[Your instructions]:
The answer must consist only of the lines from the line with "pub struct UtilizationSnapshot" to the line with "let storage_usage = pool.get_storage_load(i)", both included, exactly as they stand below.

++++++++

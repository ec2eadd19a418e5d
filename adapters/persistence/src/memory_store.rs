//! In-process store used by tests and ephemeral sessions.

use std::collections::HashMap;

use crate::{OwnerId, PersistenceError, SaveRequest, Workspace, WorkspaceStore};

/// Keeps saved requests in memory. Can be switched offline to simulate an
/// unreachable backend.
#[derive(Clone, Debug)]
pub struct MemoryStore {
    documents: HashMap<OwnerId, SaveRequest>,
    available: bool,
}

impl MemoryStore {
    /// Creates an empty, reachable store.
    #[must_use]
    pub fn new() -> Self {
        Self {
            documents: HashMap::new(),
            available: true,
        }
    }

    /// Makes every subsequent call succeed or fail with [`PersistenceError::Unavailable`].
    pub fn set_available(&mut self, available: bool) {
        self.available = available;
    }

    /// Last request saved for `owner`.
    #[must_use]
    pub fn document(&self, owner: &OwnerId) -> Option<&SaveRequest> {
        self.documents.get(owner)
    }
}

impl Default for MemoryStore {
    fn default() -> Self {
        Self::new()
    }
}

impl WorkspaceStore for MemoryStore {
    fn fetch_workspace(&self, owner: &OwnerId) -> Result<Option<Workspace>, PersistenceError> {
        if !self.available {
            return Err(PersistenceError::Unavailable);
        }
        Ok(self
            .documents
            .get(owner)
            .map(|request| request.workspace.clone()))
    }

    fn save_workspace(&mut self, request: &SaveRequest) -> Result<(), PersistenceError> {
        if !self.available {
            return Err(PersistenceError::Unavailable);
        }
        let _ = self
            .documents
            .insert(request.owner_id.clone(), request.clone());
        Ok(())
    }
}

++++++++

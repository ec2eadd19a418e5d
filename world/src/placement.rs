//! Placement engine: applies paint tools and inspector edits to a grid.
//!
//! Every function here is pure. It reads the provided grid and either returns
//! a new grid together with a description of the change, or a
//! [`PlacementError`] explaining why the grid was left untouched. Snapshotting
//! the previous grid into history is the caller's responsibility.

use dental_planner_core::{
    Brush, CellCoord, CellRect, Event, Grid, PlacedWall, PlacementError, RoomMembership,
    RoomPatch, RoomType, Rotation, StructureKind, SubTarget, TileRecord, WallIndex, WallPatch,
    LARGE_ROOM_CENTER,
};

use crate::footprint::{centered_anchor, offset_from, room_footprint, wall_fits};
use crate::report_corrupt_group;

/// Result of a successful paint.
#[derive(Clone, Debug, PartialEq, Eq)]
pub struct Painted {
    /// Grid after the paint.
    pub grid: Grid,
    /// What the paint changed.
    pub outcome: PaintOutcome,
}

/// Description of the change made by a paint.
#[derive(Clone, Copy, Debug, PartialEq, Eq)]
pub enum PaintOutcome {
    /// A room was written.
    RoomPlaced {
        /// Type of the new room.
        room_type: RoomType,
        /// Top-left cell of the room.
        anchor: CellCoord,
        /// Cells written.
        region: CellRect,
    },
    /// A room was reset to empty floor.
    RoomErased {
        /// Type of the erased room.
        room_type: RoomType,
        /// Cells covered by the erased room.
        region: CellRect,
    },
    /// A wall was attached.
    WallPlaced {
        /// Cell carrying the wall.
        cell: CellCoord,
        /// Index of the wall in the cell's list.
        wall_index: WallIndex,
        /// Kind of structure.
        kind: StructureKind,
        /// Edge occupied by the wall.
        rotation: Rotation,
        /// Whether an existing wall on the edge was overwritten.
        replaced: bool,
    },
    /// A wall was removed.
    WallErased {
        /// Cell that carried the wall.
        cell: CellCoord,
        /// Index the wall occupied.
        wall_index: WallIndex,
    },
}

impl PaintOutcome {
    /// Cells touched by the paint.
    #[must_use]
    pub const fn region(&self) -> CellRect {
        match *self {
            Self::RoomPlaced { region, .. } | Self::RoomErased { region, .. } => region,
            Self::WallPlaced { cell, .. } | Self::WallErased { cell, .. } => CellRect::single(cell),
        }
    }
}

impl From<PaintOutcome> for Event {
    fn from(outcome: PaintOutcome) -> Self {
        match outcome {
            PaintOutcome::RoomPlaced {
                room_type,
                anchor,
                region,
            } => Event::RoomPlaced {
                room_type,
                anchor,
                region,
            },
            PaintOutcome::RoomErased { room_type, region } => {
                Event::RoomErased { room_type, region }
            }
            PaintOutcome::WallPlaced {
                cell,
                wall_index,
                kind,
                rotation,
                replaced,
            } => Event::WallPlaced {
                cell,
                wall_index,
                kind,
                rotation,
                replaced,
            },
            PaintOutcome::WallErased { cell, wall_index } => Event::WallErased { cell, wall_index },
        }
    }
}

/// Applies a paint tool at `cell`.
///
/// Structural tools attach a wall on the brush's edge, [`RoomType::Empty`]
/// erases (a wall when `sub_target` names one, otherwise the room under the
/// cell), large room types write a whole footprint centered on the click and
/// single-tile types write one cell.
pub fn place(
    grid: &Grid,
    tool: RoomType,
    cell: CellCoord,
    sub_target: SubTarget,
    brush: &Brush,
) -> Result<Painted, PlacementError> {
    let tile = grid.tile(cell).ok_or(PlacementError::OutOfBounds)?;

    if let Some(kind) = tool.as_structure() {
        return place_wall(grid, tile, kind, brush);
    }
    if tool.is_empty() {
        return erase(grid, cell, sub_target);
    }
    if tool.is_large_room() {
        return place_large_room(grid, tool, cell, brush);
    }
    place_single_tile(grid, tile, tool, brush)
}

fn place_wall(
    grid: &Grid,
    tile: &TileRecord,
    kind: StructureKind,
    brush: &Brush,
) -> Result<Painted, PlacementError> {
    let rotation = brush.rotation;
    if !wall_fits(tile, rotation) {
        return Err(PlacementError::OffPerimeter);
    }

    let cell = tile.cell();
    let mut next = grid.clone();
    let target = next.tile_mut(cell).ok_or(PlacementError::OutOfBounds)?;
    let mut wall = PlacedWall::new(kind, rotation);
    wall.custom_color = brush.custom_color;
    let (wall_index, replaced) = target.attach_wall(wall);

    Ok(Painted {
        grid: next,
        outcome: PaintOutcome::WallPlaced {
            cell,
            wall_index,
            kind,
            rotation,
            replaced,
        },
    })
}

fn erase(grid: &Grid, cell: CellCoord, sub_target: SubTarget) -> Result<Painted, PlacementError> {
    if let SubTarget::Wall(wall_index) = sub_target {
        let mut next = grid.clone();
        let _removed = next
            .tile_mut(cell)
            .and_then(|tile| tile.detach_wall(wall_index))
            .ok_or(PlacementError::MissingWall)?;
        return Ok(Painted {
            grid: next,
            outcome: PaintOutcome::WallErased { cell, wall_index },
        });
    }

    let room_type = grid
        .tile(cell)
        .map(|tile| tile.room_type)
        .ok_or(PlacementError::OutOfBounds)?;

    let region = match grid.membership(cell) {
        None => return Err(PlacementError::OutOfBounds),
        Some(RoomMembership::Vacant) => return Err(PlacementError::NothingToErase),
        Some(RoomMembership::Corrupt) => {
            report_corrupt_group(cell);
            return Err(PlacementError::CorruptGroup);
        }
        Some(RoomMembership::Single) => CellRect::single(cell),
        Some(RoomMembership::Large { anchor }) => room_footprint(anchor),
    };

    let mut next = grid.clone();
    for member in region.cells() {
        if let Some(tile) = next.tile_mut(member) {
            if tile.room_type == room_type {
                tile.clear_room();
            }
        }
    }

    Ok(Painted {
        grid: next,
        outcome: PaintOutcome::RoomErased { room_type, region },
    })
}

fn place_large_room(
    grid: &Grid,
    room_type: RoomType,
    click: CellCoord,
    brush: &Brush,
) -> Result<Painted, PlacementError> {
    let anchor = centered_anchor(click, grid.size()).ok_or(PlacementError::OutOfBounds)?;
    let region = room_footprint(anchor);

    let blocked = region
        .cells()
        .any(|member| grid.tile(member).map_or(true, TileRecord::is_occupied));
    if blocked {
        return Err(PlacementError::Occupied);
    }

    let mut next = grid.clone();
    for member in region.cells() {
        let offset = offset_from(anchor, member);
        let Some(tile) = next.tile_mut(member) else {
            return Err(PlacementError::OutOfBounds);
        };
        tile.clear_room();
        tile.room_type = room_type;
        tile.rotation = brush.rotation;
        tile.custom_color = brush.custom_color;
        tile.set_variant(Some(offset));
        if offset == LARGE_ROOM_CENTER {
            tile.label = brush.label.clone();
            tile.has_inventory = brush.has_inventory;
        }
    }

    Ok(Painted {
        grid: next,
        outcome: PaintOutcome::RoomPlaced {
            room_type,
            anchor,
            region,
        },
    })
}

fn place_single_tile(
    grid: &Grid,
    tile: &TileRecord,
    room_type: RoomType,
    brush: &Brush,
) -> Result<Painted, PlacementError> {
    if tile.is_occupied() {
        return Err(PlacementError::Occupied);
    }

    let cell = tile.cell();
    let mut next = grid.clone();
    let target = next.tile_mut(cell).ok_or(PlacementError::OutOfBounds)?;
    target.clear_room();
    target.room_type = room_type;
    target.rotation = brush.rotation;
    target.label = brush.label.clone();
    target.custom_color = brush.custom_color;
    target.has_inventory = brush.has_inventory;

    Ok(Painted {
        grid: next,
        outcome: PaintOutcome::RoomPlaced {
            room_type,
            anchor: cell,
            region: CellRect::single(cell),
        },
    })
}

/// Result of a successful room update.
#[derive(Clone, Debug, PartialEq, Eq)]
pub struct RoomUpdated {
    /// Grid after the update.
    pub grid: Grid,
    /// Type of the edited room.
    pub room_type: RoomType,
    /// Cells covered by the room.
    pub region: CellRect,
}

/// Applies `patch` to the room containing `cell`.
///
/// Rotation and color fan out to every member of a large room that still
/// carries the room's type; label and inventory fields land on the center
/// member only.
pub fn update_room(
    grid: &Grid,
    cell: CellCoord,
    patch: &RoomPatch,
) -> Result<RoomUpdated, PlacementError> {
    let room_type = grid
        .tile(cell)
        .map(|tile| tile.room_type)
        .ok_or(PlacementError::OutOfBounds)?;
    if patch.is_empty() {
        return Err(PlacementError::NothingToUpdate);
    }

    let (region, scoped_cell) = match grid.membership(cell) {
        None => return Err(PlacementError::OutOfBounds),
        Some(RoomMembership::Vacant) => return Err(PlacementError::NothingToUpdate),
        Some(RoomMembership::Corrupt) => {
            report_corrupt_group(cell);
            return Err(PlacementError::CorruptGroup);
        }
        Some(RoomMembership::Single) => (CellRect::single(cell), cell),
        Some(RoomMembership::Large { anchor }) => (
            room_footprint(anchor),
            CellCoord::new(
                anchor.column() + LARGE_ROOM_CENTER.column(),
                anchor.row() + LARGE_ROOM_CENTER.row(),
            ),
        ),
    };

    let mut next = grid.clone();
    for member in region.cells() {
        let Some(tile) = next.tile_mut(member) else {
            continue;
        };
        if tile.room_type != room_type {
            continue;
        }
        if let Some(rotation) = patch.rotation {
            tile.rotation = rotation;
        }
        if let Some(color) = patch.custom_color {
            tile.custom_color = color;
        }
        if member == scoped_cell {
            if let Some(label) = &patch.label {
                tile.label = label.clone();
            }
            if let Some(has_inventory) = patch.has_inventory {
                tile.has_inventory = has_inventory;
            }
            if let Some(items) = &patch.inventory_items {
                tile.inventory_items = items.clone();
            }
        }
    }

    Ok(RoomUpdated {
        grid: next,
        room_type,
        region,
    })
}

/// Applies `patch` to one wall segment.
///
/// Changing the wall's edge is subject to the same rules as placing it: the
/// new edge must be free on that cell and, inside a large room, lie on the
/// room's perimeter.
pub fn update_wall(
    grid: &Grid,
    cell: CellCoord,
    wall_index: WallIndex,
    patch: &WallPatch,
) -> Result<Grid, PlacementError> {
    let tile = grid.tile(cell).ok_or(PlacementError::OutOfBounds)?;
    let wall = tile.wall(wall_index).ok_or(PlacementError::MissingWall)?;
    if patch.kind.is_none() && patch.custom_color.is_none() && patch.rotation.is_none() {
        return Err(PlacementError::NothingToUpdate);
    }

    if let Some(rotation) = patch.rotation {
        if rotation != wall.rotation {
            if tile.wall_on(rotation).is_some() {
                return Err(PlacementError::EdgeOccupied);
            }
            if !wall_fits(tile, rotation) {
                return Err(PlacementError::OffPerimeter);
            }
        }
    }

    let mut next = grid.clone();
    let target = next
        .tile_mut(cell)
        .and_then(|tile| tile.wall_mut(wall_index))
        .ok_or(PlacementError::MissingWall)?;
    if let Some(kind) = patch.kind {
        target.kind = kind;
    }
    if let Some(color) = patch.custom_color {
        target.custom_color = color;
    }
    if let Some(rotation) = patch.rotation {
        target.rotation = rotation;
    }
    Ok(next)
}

++++++++

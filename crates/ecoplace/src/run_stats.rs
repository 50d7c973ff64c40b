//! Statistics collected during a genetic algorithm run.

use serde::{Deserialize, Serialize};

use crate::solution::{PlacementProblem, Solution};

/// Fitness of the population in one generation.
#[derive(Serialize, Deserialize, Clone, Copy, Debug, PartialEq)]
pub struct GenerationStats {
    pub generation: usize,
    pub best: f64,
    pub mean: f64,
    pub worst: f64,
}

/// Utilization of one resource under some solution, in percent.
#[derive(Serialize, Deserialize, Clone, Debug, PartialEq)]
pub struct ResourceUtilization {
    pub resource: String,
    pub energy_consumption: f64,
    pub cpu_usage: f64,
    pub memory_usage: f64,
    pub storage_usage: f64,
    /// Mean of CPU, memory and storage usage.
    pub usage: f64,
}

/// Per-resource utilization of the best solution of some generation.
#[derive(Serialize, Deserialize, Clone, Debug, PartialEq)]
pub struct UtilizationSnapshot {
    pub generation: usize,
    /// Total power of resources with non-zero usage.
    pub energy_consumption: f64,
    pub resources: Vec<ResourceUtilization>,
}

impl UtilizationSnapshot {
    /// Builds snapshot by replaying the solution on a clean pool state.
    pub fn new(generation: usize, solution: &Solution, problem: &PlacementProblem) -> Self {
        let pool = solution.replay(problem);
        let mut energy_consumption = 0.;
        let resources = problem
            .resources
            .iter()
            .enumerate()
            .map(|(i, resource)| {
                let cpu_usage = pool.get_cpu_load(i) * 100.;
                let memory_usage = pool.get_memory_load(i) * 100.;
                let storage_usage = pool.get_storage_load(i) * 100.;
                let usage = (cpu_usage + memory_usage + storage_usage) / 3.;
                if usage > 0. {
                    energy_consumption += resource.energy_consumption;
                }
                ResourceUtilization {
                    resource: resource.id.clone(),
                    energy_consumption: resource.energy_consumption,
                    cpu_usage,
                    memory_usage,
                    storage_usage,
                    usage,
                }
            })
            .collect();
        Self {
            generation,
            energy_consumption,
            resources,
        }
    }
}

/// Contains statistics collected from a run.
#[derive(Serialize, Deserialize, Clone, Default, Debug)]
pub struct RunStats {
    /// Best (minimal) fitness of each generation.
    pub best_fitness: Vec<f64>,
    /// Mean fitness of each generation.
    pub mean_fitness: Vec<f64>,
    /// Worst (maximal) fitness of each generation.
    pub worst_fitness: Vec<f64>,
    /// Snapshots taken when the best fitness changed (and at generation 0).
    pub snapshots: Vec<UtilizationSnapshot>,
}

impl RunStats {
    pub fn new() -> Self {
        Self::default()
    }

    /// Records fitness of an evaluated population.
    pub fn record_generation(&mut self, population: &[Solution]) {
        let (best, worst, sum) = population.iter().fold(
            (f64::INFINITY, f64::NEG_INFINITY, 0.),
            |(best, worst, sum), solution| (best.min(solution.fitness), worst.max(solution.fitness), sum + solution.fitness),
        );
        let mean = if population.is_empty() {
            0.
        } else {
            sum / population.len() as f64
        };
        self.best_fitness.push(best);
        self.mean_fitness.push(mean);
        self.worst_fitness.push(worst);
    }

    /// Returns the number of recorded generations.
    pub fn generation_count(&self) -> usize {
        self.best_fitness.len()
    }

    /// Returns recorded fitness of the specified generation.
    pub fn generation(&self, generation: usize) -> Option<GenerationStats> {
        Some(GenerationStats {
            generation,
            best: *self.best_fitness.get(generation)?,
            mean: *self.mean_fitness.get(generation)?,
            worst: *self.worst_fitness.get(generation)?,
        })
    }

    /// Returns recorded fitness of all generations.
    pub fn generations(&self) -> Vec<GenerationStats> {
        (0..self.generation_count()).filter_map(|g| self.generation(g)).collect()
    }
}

++++++++

[Answer]:
pub struct UtilizationSnapshot {
    pub generation: usize,
    /// Total power of resources with non-zero usage.
    pub energy_consumption: f64,
    pub resources: Vec<ResourceUtilization>,
}

impl UtilizationSnapshot {
    /// Builds snapshot by replaying the solution on a clean pool state.
    pub fn new(generation: usize, solution: &Solution, problem: &PlacementProblem) -> Self {
        let pool = solution.replay(problem);
        let mut energy_consumption = 0.;
        let resources = problem
            .resources
            .iter()
            .enumerate()
            .map(|(i, resource)| {
                let cpu_usage = pool.get_cpu_load(i) * 100.;
                let memory_usage = pool.get_memory_load(i) * 100.;
                let storage_usage = pool.get_storage_load(i) * 100.;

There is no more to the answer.